The slim minnow (Pimephales tenellus) is a species of freshwater ray-finned fish from the family Cyprinidae, the carps and minnows which is endemic to the United States, in Ozarks of Arkansas, Kansas, Missouri, and Oklahoma.
It is a cylindrically shaped, slender fish, similar in shape to the bluntnose minnow (Pimephalus notatus), with a blunt snout and a slightly oblique mouth which has an upper lip which is much thicker in the middle than at the corners. It has a dark lateral band and a large eye which has a diameter of roughly a quarter of the length of the head. It has a dark-olive back and creamy white underparts with a well defined dark lateral band which terminates in a spot just before the caudal fin with a small dark spot often found on the front of the dorsal fin.[1] The breeding male has three rows of 12 tubercles and the dorsal fin, anal fin and caudal fin become tinged with orange while the pectoral fins turn black with a white leading edge.[2] the head often turns black too.[1] It is the smallest species in the genus Pimephales with the adults normally being 51mm with a maximum length of 69mm. It has 8 soft rays in the rather rounded dorsal fin and seven in the anal fin.[1]

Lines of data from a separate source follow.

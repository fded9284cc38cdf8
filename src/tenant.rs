use std::io;
use std::sync::Arc;

use chrono::NaiveDate;
use dashmap::DashMap;
use dashmap::mapref::entry::Entry;
use ulid::Ulid;

use crate::catalog::Catalog;
use crate::collab::Collaborators;
use crate::compactor;
use crate::config::EngineConfig;
use crate::engine::{Engine, EngineError};
use crate::model::*;

/// Manages per-business engines. Each business gets its own Engine + WAL +
/// compactor, and appointment ids are routed back to their business.
pub struct TenantManager {
    engines: DashMap<Ulid, Arc<Engine>>,
    /// Appointment id → owning business.
    appointments: DashMap<Ulid, Ulid>,
    config: Arc<EngineConfig>,
    collab: Collaborators,
}

fn wal_error(e: io::Error) -> EngineError {
    EngineError::WalError(e.to_string())
}

impl TenantManager {
    pub fn new(config: EngineConfig, collab: Collaborators) -> Self {
        Self {
            engines: DashMap::new(),
            appointments: DashMap::new(),
            config: Arc::new(config),
            collab,
        }
    }

    /// Get or lazily create the engine for `business_id`, replaying its WAL.
    pub fn get_or_create(&self, business_id: Ulid) -> io::Result<Arc<Engine>> {
        if let Some(engine) = self.engines.get(&business_id) {
            return Ok(engine.value().clone());
        }
        if self.engines.len() >= self.config.max_businesses {
            return Err(io::Error::other("too many businesses"));
        }
        std::fs::create_dir_all(&self.config.data_dir)?;

        let engine = match self.engines.entry(business_id) {
            Entry::Occupied(e) => return Ok(e.get().clone()),
            Entry::Vacant(v) => {
                let wal_path = self.config.data_dir.join(format!("{business_id}.wal"));
                let engine = Arc::new(Engine::new(
                    business_id,
                    wal_path,
                    self.collab.clone(),
                    self.config.clone(),
                )?);
                v.insert(engine.clone());
                engine
            }
        };
        for id in engine.appointment_ids() {
            self.appointments.insert(id, business_id);
        }

        let compactor_engine = engine.clone();
        let threshold = self.config.compact_threshold;
        tokio::spawn(async move {
            compactor::run_compactor(compactor_engine, threshold).await;
        });

        metrics::gauge!(crate::observability::TENANTS_ACTIVE).set(self.engines.len() as f64);
        tracing::info!("business {business_id} loaded");
        Ok(engine)
    }

    /// Load every business that already has a WAL in the data directory.
    pub fn open_existing(&self) -> io::Result<usize> {
        let entries = match std::fs::read_dir(&self.config.data_dir) {
            Ok(entries) => entries,
            Err(e) if e.kind() == io::ErrorKind::NotFound => return Ok(0),
            Err(e) => return Err(e),
        };
        let mut loaded = 0;
        for entry in entries {
            let path = entry?.path();
            if path.extension().is_none_or(|ext| ext != "wal") {
                continue;
            }
            let Some(business_id) = path
                .file_stem()
                .and_then(|s| s.to_str())
                .and_then(|s| Ulid::from_string(s).ok())
            else {
                tracing::warn!("skipping unrecognized WAL file {}", path.display());
                continue;
            };
            self.get_or_create(business_id)?;
            loaded += 1;
        }
        Ok(loaded)
    }

    pub fn business_ids(&self) -> Vec<Ulid> {
        let mut ids: Vec<Ulid> = self.engines.iter().map(|e| *e.key()).collect();
        ids.sort();
        ids
    }

    /// Engine of an already-loaded business.
    pub fn engine(&self, business_id: Ulid) -> Result<Arc<Engine>, EngineError> {
        self.engines
            .get(&business_id)
            .map(|e| e.value().clone())
            .ok_or(EngineError::NotFound(business_id))
    }

    /// Engine owning appointment `id`.
    pub fn engine_for_appointment(&self, id: Ulid) -> Result<Arc<Engine>, EngineError> {
        let business_id = *self.appointments.get(&id).ok_or(EngineError::NotFound(id))?;
        self.engine(business_id)
    }

    // ── Catalog ──────────────────────────────────────────────

    /// Create or reconfigure a business, loading its engine on first use.
    pub async fn configure_business(&self, business: Business) -> Result<Arc<Engine>, EngineError> {
        let engine = self.get_or_create(business.id).map_err(wal_error)?;
        engine.configure_business(business).await?;
        Ok(engine)
    }

    /// Import a catalog. A catalog carrying a business may introduce it;
    /// otherwise `business_id` must already be loaded.
    pub async fn load_catalog(&self, business_id: Ulid, catalog: Catalog) -> Result<(), EngineError> {
        let engine = match &catalog.business {
            Some(business) if business.id == business_id => self.get_or_create(business_id).map_err(wal_error)?,
            Some(business) => {
                return Err(EngineError::invalid(format!(
                    "catalog business {} does not match {business_id}",
                    business.id
                )));
            }
            None => self.engine(business_id)?,
        };
        engine.load_catalog(catalog).await
    }

    // ── Public contract ──────────────────────────────────────

    pub async fn check_availability(
        &self,
        business_id: Ulid,
        date: NaiveDate,
        service_ids: &[Ulid],
        staff_id: Option<Ulid>,
    ) -> Result<Vec<Slot>, EngineError> {
        self.engine(business_id)?
            .check_availability(date, service_ids, staff_id)
            .await
    }

    pub async fn calculate_price(
        &self,
        business_id: Ulid,
        service_ids: &[Ulid],
        discount_code: Option<&str>,
    ) -> Result<PriceQuote, EngineError> {
        self.engine(business_id)?
            .calculate_price(service_ids, discount_code)
            .await
    }

    pub async fn validate_discount(
        &self,
        code: &str,
        business_id: Ulid,
        subtotal: Money,
        service_ids: &[Ulid],
    ) -> Result<Promotion, EngineError> {
        self.engine(business_id)?
            .validate_discount(code, subtotal, service_ids)
            .await
    }

    pub async fn create_booking(&self, request: BookingRequest) -> Result<Appointment, EngineError> {
        let business_id = request.business_id;
        let appointment = self.engine(business_id)?.create_booking(request).await?;
        self.appointments.insert(appointment.id, business_id);
        Ok(appointment)
    }

    pub async fn cancel_booking(
        &self,
        appointment_id: Ulid,
        cancelled_by: Ulid,
        reason: Option<String>,
    ) -> Result<CancelOutcome, EngineError> {
        self.engine_for_appointment(appointment_id)?
            .cancel_booking(appointment_id, cancelled_by, reason, None)
            .await
    }

    pub async fn reschedule_booking(
        &self,
        appointment_id: Ulid,
        new_date: NaiveDate,
        new_start_time: &str,
        changed_by: Ulid,
    ) -> Result<Appointment, EngineError> {
        self.engine_for_appointment(appointment_id)?
            .reschedule_booking(appointment_id, new_date, new_start_time, changed_by, None)
            .await
    }

    pub fn get_appointment(&self, appointment_id: Ulid) -> Result<Appointment, EngineError> {
        self.engine_for_appointment(appointment_id)?
            .get_appointment(&appointment_id)
    }
}

#[cfg(test)]
mod tests {
    use super::*;
    use std::fs;
    use std::path::PathBuf;

    fn test_data_dir(name: &str) -> PathBuf {
        let dir = std::env::temp_dir().join("slotwise_test_tenant").join(name);
        let _ = fs::remove_dir_all(&dir);
        fs::create_dir_all(&dir).unwrap();
        dir
    }

    fn manager(dir: PathBuf, max_businesses: usize) -> TenantManager {
        let config = EngineConfig {
            data_dir: dir,
            max_businesses,
            ..EngineConfig::default()
        };
        TenantManager::new(config, Collaborators::default())
    }

    #[tokio::test]
    async fn lazy_creation_writes_wal_per_business() {
        let dir = test_data_dir("lazy");
        let tm = manager(dir.clone(), 10);
        assert!(fs::read_dir(&dir).unwrap().next().is_none());

        let id = Ulid::new();
        tm.get_or_create(id).unwrap();
        assert!(dir.join(format!("{id}.wal")).exists());
        assert_eq!(tm.business_ids(), vec![id]);
    }

    #[tokio::test]
    async fn same_engine_returned() {
        let dir = test_data_dir("same_engine");
        let tm = manager(dir, 10);
        let id = Ulid::new();
        let a = tm.get_or_create(id).unwrap();
        let b = tm.get_or_create(id).unwrap();
        assert!(Arc::ptr_eq(&a, &b));
    }

    #[tokio::test]
    async fn business_count_limit() {
        let dir = test_data_dir("count_limit");
        let tm = manager(dir, 2);
        tm.get_or_create(Ulid::new()).unwrap();
        tm.get_or_create(Ulid::new()).unwrap();
        let err = tm.get_or_create(Ulid::new()).err().unwrap();
        assert!(err.to_string().contains("too many businesses"));
    }

    #[tokio::test]
    async fn unknown_business_and_appointment_are_not_found() {
        let dir = test_data_dir("not_found");
        let tm = manager(dir, 10);
        let err = tm.engine(Ulid::new()).err().unwrap();
        assert!(matches!(err, EngineError::NotFound(_)));
        let err = tm.get_appointment(Ulid::new()).unwrap_err();
        assert!(matches!(err, EngineError::NotFound(_)));
    }

    #[tokio::test]
    async fn open_existing_skips_foreign_files() {
        let dir = test_data_dir("open_existing");
        let (a, b) = (Ulid::new(), Ulid::new());
        {
            let tm = manager(dir.clone(), 10);
            tm.get_or_create(a).unwrap();
            tm.get_or_create(b).unwrap();
        }
        fs::write(dir.join("notes.txt"), "hello").unwrap();
        fs::write(dir.join("not-a-ulid.wal"), "").unwrap();

        let tm = manager(dir, 10);
        assert_eq!(tm.open_existing().unwrap(), 2);
        let mut expected = vec![a, b];
        expected.sort();
        assert_eq!(tm.business_ids(), expected);
    }

    #[tokio::test]
    async fn missing_data_dir_opens_nothing() {
        let dir = test_data_dir("missing").join("absent");
        let tm = manager(dir, 10);
        assert_eq!(tm.open_existing().unwrap(), 0);
    }
}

It is found in southern Missouri, eastern Kansas, Arkansas, and northeastern Oklahoma where they are restricted to the Ozarks, particularly in the drainage basins of the Red and Arkansas rivers as well as in some independent tributaries of Mississippi. It has also been recorded in a pond in the drainage of the Osage River in Kansas where it was probably released by an angler using the fish as bait.[3]

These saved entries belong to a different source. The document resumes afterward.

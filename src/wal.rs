use std::fs::{self, File, OpenOptions};
use std::io::{self, BufReader, BufWriter, Read, Write};
use std::path::{Path, PathBuf};

use crate::model::Event;

/// Encode a single event to [len][bincode][crc32] format.
fn encode_event(writer: &mut impl Write, event: &Event) -> io::Result<()> {
    let payload =
        bincode::serialize(event).map_err(|e| io::Error::new(io::ErrorKind::InvalidData, e))?;
    let len = payload.len() as u32;
    let crc = crc32fast::hash(&payload);
    writer.write_all(&len.to_le_bytes())?;
    writer.write_all(&payload)?;
    writer.write_all(&crc.to_le_bytes())?;
    Ok(())
}

/// Append-only Write-Ahead Log.
///
/// Format per entry: `[u32: len][bincode: Event][u32: crc32]`
/// - `len` is the byte length of the bincode payload (not including the CRC).
/// - Truncated last entry (crash) is safely discarded via length-prefix + CRC check.
pub struct Wal {
    writer: BufWriter<File>,
    path: PathBuf,
    appends_since_compact: u64,
}

impl Wal {
    /// Open (or create) the WAL file at `path`.
    pub fn open(path: &Path) -> io::Result<Self> {
        let file = OpenOptions::new()
            .create(true)
            .append(true)
            .open(path)?;
        Ok(Self {
            writer: BufWriter::new(file),
            path: path.to_path_buf(),
            appends_since_compact: 0,
        })
    }

    /// Append a single event to the WAL and fsync. Used by tests only —
    /// production code uses `append_buffered` + `flush_sync` for group commit.
    #[cfg(test)]
    pub fn append(&mut self, event: &Event) -> io::Result<()> {
        self.append_buffered(event)?;
        self.flush_sync()
    }

    /// Append a single event to the BufWriter without flushing or syncing.
    /// Call `flush_sync()` after the batch to durably commit all buffered events.
    pub fn append_buffered(&mut self, event: &Event) -> io::Result<()> {
        encode_event(&mut self.writer, event)?;
        self.appends_since_compact += 1;
        Ok(())
    }

    /// Flush the BufWriter and fsync the underlying file.
    pub fn flush_sync(&mut self) -> io::Result<()> {
        self.writer.flush()?;
        self.writer.get_ref().sync_all()
    }

    /// Return the WAL file path.
    pub fn path(&self) -> &Path {
        &self.path
    }

    /// Write compacted events to a temp file and fsync.
    /// This is the slow I/O phase — call OUTSIDE the WAL lock.
    pub fn write_compact_file(path: &Path, events: &[Event]) -> io::Result<()> {
        let tmp_path = path.with_extension("wal.tmp");
        let file = File::create(&tmp_path)?;
        let mut writer = BufWriter::new(file);
        for event in events {
            encode_event(&mut writer, event)?;
        }
        writer.flush()?;
        writer.get_ref().sync_all()?;
        Ok(())
    }

    /// Atomic swap: rename temp file over the WAL and reopen.
    /// This is fast — call while holding the WAL lock.
    pub fn swap_compact_file(&mut self) -> io::Result<()> {
        let tmp_path = self.path.with_extension("wal.tmp");
        fs::rename(&tmp_path, &self.path)?;
        let file = OpenOptions::new()
            .create(true)
            .append(true)
            .open(&self.path)?;
        self.writer = BufWriter::new(file);
        self.appends_since_compact = 0;
        Ok(())
    }

    /// Replace the WAL with a minimal set of events that recreates the current state.
    /// Convenience method that does both phases. Used by tests.
    #[cfg(test)]
    pub fn compact(&mut self, events: &[Event]) -> io::Result<()> {
        Self::write_compact_file(&self.path, events)?;
        self.swap_compact_file()
    }

    pub fn appends_since_compact(&self) -> u64 {
        self.appends_since_compact
    }

    /// Replay the WAL from disk, returning all valid events.
    /// A truncated trailing entry is silently discarded; a corrupt one is
    /// logged and ends the replay.
    pub fn replay(path: &Path) -> io::Result<Vec<Event>> {
        let file = match File::open(path) {
            Ok(f) => f,
            Err(e) if e.kind() == io::ErrorKind::NotFound => return Ok(Vec::new()),
            Err(e) => return Err(e),
        };
        let mut reader = BufReader::new(file);
        let mut events = Vec::new();

        loop {
            // Read length prefix
            let mut len_buf = [0u8; 4];
            match reader.read_exact(&mut len_buf) {
                Ok(()) => {}
                Err(e) if e.kind() == io::ErrorKind::UnexpectedEof => break,
                Err(e) => return Err(e),
            }
            let len = u32::from_le_bytes(len_buf) as usize;

            // Read payload
            let mut payload = vec![0u8; len];
            match reader.read_exact(&mut payload) {
                Ok(()) => {}
                Err(e) if e.kind() == io::ErrorKind::UnexpectedEof => break, // truncated
                Err(e) => return Err(e),
            }

            // Read CRC
            let mut crc_buf = [0u8; 4];
            match reader.read_exact(&mut crc_buf) {
                Ok(()) => {}
                Err(e) if e.kind() == io::ErrorKind::UnexpectedEof => break, // truncated
                Err(e) => return Err(e),
            }
            let stored_crc = u32::from_le_bytes(crc_buf);
            let computed_crc = crc32fast::hash(&payload);

            if stored_crc != computed_crc {
                // Corrupt entry — stop replaying
                tracing::warn!("WAL {}: CRC mismatch after {} events, truncating replay", path.display(), events.len());
                break;
            }

            match bincode::deserialize::<Event>(&payload) {
                Ok(event) => events.push(event),
                Err(e) => {
                    tracing::warn!("WAL {}: undecodable entry ({e}), truncating replay", path.display());
                    break;
                }
            }
        }

        Ok(events)
    }
}
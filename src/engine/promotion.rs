use chrono::NaiveDateTime;
use ulid::Ulid;

use crate::model::*;

/// Every redemption rule at once. Callers learn only yes or no.
pub fn is_redeemable(promotion: &Promotion, subtotal: Money, service_ids: &[Ulid], now: NaiveDateTime) -> bool {
    if !promotion.active {
        return false;
    }
    if now < promotion.valid_from || now > promotion.valid_until {
        return false;
    }
    if let Some(total_uses) = promotion.total_uses
        && promotion.current_uses >= total_uses
    {
        return false;
    }
    if let Some(min_purchase) = promotion.min_purchase
        && subtotal < min_purchase
    {
        return false;
    }
    if let Some(eligible) = &promotion.service_ids
        && !service_ids.iter().any(|s| eligible.contains(s))
    {
        return false;
    }
    true
}

/// Discount a promotion grants on `subtotal`. Fixed amounts are not clamped
/// here; the total computation floors at zero.
pub fn discount_for(promotion: &Promotion, subtotal: Money) -> Money {
    let raw = match promotion.kind {
        DiscountKind::Percentage => {
            let pct = subtotal * promotion.value / 100;
            promotion.max_discount_amount.map_or(pct, |cap| pct.min(cap))
        }
        DiscountKind::Fixed => promotion.value,
    };
    raw.max(0)
}

#[cfg(test)]
mod tests {
    use super::*;
    use chrono::{Duration, NaiveDate};

    fn now() -> NaiveDateTime {
        NaiveDate::from_ymd_opt(2026, 10, 19)
            .unwrap()
            .and_hms_opt(12, 0, 0)
            .unwrap()
    }

    fn promo(kind: DiscountKind, value: Money) -> Promotion {
        Promotion {
            id: Ulid::new(),
            code: "SAVE10".into(),
            kind,
            value,
            max_discount_amount: None,
            valid_from: now() - Duration::days(1),
            valid_until: now() + Duration::days(1),
            total_uses: None,
            current_uses: 0,
            min_purchase: None,
            service_ids: None,
            active: true,
            usages: Vec::new(),
        }
    }

    #[test]
    fn percentage_clamped_to_cap() {
        let mut p = promo(DiscountKind::Percentage, 10);
        p.max_discount_amount = Some(500);
        assert_eq!(discount_for(&p, 10_000), 500);
        p.max_discount_amount = None;
        assert_eq!(discount_for(&p, 10_000), 1_000);
    }

    #[test]
    fn percentage_floors_fractions() {
        let p = promo(DiscountKind::Percentage, 15);
        assert_eq!(discount_for(&p, 999), 149);
    }

    #[test]
    fn fixed_is_not_clamped_to_subtotal() {
        let p = promo(DiscountKind::Fixed, 3_000);
        assert_eq!(discount_for(&p, 2_000), 3_000);
    }

    #[test]
    fn window_edges_are_inclusive() {
        let p = promo(DiscountKind::Fixed, 100);
        assert!(is_redeemable(&p, 1_000, &[], p.valid_from));
        assert!(is_redeemable(&p, 1_000, &[], p.valid_until));
        assert!(!is_redeemable(&p, 1_000, &[], p.valid_until + Duration::seconds(1)));
        assert!(!is_redeemable(&p, 1_000, &[], p.valid_from - Duration::seconds(1)));
    }

    #[test]
    fn inactive_or_exhausted_is_rejected() {
        let mut p = promo(DiscountKind::Fixed, 100);
        p.active = false;
        assert!(!is_redeemable(&p, 1_000, &[], now()));

        let mut p = promo(DiscountKind::Fixed, 100);
        p.total_uses = Some(2);
        p.current_uses = 1;
        assert!(is_redeemable(&p, 1_000, &[], now()));
        p.current_uses = 2;
        assert!(!is_redeemable(&p, 1_000, &[], now()));
    }

    #[test]
    fn minimum_purchase() {
        let mut p = promo(DiscountKind::Fixed, 100);
        p.min_purchase = Some(5_000);
        assert!(!is_redeemable(&p, 4_999, &[], now()));
        assert!(is_redeemable(&p, 5_000, &[], now()));
    }

    #[test]
    fn restricted_services_need_one_match() {
        let (eligible, other) = (Ulid::new(), Ulid::new());
        let mut p = promo(DiscountKind::Fixed, 100);
        p.service_ids = Some(vec![eligible]);
        assert!(is_redeemable(&p, 1_000, &[other, eligible], now()));
        assert!(!is_redeemable(&p, 1_000, &[other], now()));
    }

    #[test]
    fn validation_is_idempotent() {
        let mut p = promo(DiscountKind::Percentage, 10);
        p.total_uses = Some(1);
        let first = is_redeemable(&p, 10_000, &[], now());
        let second = is_redeemable(&p, 10_000, &[], now());
        assert_eq!(first, second);
        assert_eq!(p.current_uses, 0);
    }
}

The slim minnow occurs in sand-bottomed and gravel-bottomed pools and stretches of creeks and small rivers.[4] It is a sociable species which forms schools in the middle or bottom of the water column and, unlike other Pimephalus species can often be found swimming in the current. It breeds in May–July and spawning is thought to occur in the swifter riffles.[1] The breeding males become territorial, establishing a nest site in a suitable crevice, for example in a stone or cobble and begin to display at females. Females approached the nest and when mating they adhered the eggs to the substrate while pressed against the male which simultaneously fertilised them. The eggs eventually form a cluster adhered to the underside of the rock and the female leaves them to be guarded, cleaned and aerated by the male. The males will try to mate with any available females. The eggs hatch after 6 days and the fry drop to the bottom after hatching, paternal care stops and the fry are often preyed upon by adult fish.[5] Females lay between 37 and 209 eggs in a season with a mean of 83.[6]